### TRY IT
The data below is to be copied exactly, line by line.

### MATERIALS PROVIDED
:::::

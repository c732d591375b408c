//! WebSocket relay channel (`/api/kernels/{id}/channels`).
//!
//! The Jupyter server multiplexes every kernel channel over this socket as
//! JSON envelopes tagged with `channel`. It carries the bootstrap exchange
//! and, in relay mode, every execution of a session.

use async_trait::async_trait;
use futures_util::{SinkExt, StreamExt};
use reqwest::Url;
use tokio::net::TcpStream;
use tokio_tungstenite::tungstenite::Message as WsFrame;
use tokio_tungstenite::{MaybeTlsStream, WebSocketStream};
use uuid::Uuid;

use ji_domain::error::{Error, Result};
use ji_protocol::Message;

use crate::channel::ExecutionChannel;

type WsStream = WebSocketStream<MaybeTlsStream<TcpStream>>;

/// Build the relay URL for a kernel.
///
/// The base URL keeps its path prefix (JupyterHub serves user servers
/// under `/user/<name>`); the scheme is swapped to `ws`/`wss` and the
/// credential is passed as the `token` query parameter.
pub fn relay_url(base_url: &str, kernel_id: &str, token: Option<&str>) -> Result<String> {
    let mut url = Url::parse(base_url)
        .map_err(|e| Error::Connection(format!("invalid base URL {base_url:?}: {e}")))?;

    let scheme = match url.scheme() {
        "http" | "ws" => "ws",
        "https" | "wss" => "wss",
        other => {
            return Err(Error::Connection(format!(
                "unsupported base URL scheme: {other}"
            )))
        }
    };
    url.set_scheme(scheme)
        .map_err(|()| Error::Connection(format!("cannot use scheme {scheme} for {base_url}")))?;

    let prefix = url.path().trim_end_matches('/').to_owned();
    url.set_path(&format!("{prefix}/api/kernels/{kernel_id}/channels"));
    url.set_query(None);
    if let Some(token) = token {
        url.query_pairs_mut().append_pair("token", token);
    }

    Ok(url.into())
}

/// A live relay connection to one kernel.
pub struct RelayChannel {
    ws: Option<WsStream>,
    session: String,
}

impl RelayChannel {
    /// Open the relay. Any handshake failure is a connection error.
    pub async fn open(url: &str) -> Result<Self> {
        let (ws, _response) = tokio_tungstenite::connect_async(url)
            .await
            .map_err(|e| Error::Connection(format!("cannot open kernel relay: {e}")))?;

        tracing::debug!(url = %redact_token(url), "kernel relay connected");

        Ok(Self {
            ws: Some(ws),
            session: Uuid::new_v4().to_string(),
        })
    }
}

#[async_trait]
impl ExecutionChannel for RelayChannel {
    fn client_session(&self) -> &str {
        &self.session
    }

    async fn send(&mut self, msg: &Message) -> Result<()> {
        let ws = self
            .ws
            .as_mut()
            .ok_or_else(|| Error::Protocol("relay channel is closed".into()))?;

        let mut envelope = msg.clone();
        if envelope.channel.is_none() {
            envelope.channel = Some("shell".into());
        }
        let text = serde_json::to_string(&envelope)?;
        ws.send(WsFrame::Text(text))
            .await
            .map_err(|e| Error::Connection(format!("relay send failed: {e}")))
    }

    async fn recv(&mut self) -> Result<Option<Message>> {
        let Some(ws) = self.ws.as_mut() else {
            return Ok(None);
        };

        while let Some(frame) = ws.next().await {
            let frame = frame.map_err(|e| Error::Connection(format!("relay receive failed: {e}")))?;
            match frame {
                WsFrame::Text(text) => match serde_json::from_str::<Message>(&text) {
                    Ok(msg) => return Ok(Some(msg)),
                    Err(e) => {
                        tracing::debug!(error = %e, "skipping unparseable relay frame");
                    }
                },
                WsFrame::Close(_) => return Ok(None),
                // Binary frames carry buffer-bearing messages; nothing we
                // consume uses buffers.
                WsFrame::Binary(_) | WsFrame::Ping(_) | WsFrame::Pong(_) | WsFrame::Frame(_) => {}
            }
        }
        Ok(None)
    }

    async fn close(&mut self) {
        if let Some(mut ws) = self.ws.take() {
            if let Err(e) = ws.close(None).await {
                tracing::debug!(error = %e, "relay close failed");
            }
        }
    }
}

fn redact_token(url: &str) -> String {
    match url.split_once("token=") {
        Some((head, _)) => format!("{head}token=<redacted>"),
        None => url.to_owned(),
    }
}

:::::

### RESPONSE FOR THIS EXERCISE
repository c732d591375b408c
//! WebSocket relay channel (`/api/kernels/{id}/channels`).
//!
//! The Jupyter server multiplexes every kernel channel over this socket as
//! JSON envelopes tagged with `channel`. It carries the bootstrap exchange
//! and, in relay mode, every execution of a session.

use async_trait::async_trait;
use futures_util::{SinkExt, StreamExt};
use reqwest::Url;
use tokio::net::TcpStream;
use tokio_tungstenite::tungstenite::Message as WsFrame;
use tokio_tungstenite::{MaybeTlsStream, WebSocketStream};
use uuid::Uuid;

use ji_domain::error::{Error, Result};
use ji_protocol::Message;

use crate::channel::ExecutionChannel;

type WsStream = WebSocketStream<MaybeTlsStream<TcpStream>>;

/// Build the relay URL for a kernel.
///
/// The base URL keeps its path prefix (JupyterHub serves user servers
/// under `/user/<name>`); the scheme is swapped to `ws`/`wss` and the
/// credential is passed as the `token` query parameter.
pub fn relay_url(base_url: &str, kernel_id: &str, token: Option<&str>) -> Result<String> {
    let mut url = Url::parse(base_url)
        .map_err(|e| Error::Connection(format!("invalid base URL {base_url:?}: {e}")))?;

    let scheme = match url.scheme() {
        "http" | "ws" => "ws",
        "https" | "wss" => "wss",
        other => {
            return Err(Error::Connection(format!(
                "unsupported base URL scheme: {other}"
            )))
        }
    };
    url.set_scheme(scheme)
        .map_err(|()| Error::Connection(format!("cannot use scheme {scheme} for {base_url}")))?;

    let prefix = url.path().trim_end_matches('/').to_owned();
    url.set_path(&format!("{prefix}/api/kernels/{kernel_id}/channels"));
    url.set_query(None);
    if let Some(token) = token {
        url.query_pairs_mut().append_pair("token", token);
    }

    Ok(url.into())
}

/// A live relay connection to one kernel.
pub struct RelayChannel {
    ws: Option<WsStream>,
    session: String,
}

impl RelayChannel {
    /// Open the relay. Any handshake failure is a connection error.
    pub async fn open(url: &str) -> Result<Self> {
        let (ws, _response) = tokio_tungstenite::connect_async(url)
            .await
            .map_err(|e| Error::Connection(format!("cannot open kernel relay: {e}")))?;

        tracing::debug!(url = %redact_token(url), "kernel relay connected");

        Ok(Self {
            ws: Some(ws),
            session: Uuid::new_v4().to_string(),
        })
    }
}

#[async_trait]
impl ExecutionChannel for RelayChannel {
    fn client_session(&self) -> &str {
        &self.session
    }

    async fn send(&mut self, msg: &Message) -> Result<()> {
        let ws = self
            .ws
            .as_mut()
            .ok_or_else(|| Error::Protocol("relay channel is closed".into()))?;

        let mut envelope = msg.clone();
        if envelope.channel.is_none() {
            envelope.channel = Some("shell".into());
        }
        let text = serde_json::to_string(&envelope)?;
        ws.send(WsFrame::Text(text))
            .await
            .map_err(|e| Error::Connection(format!("relay send failed: {e}")))
    }

    async fn recv(&mut self) -> Result<Option<Message>> {
        let Some(ws) = self.ws.as_mut() else {
            return Ok(None);
        };

        while let Some(frame) = ws.next().await {
            let frame = frame.map_err(|e| Error::Connection(format!("relay receive failed: {e}")))?;
            match frame {
                WsFrame::Text(text) => match serde_json::from_str::<Message>(&text) {
                    Ok(msg) => return Ok(Some(msg)),
                    Err(e) => {
                        tracing::debug!(error = %e, "skipping unparseable relay frame");
                    }
                },
                WsFrame::Close(_) => return Ok(None),
                // Binary frames carry buffer-bearing messages; nothing we
                // consume uses buffers.
                WsFrame::Binary(_) | WsFrame::Ping(_) | WsFrame::Pong(_) | WsFrame::Frame(_) => {}
            }
        }
        Ok(None)
    }

    async fn close(&mut self) {
        if let Some(mut ws) = self.ws.take() {
            if let Err(e) = ws.close(None).await {
                tracing::debug!(error = %e, "relay close failed");
            }
        }
    }
}

fn redact_token(url: &str) -> String {
    match url.split_once("token=") {
        Some((head, _)) => format!("{head}token=<redacted>"),
        None => url.to_owned(),
    }
}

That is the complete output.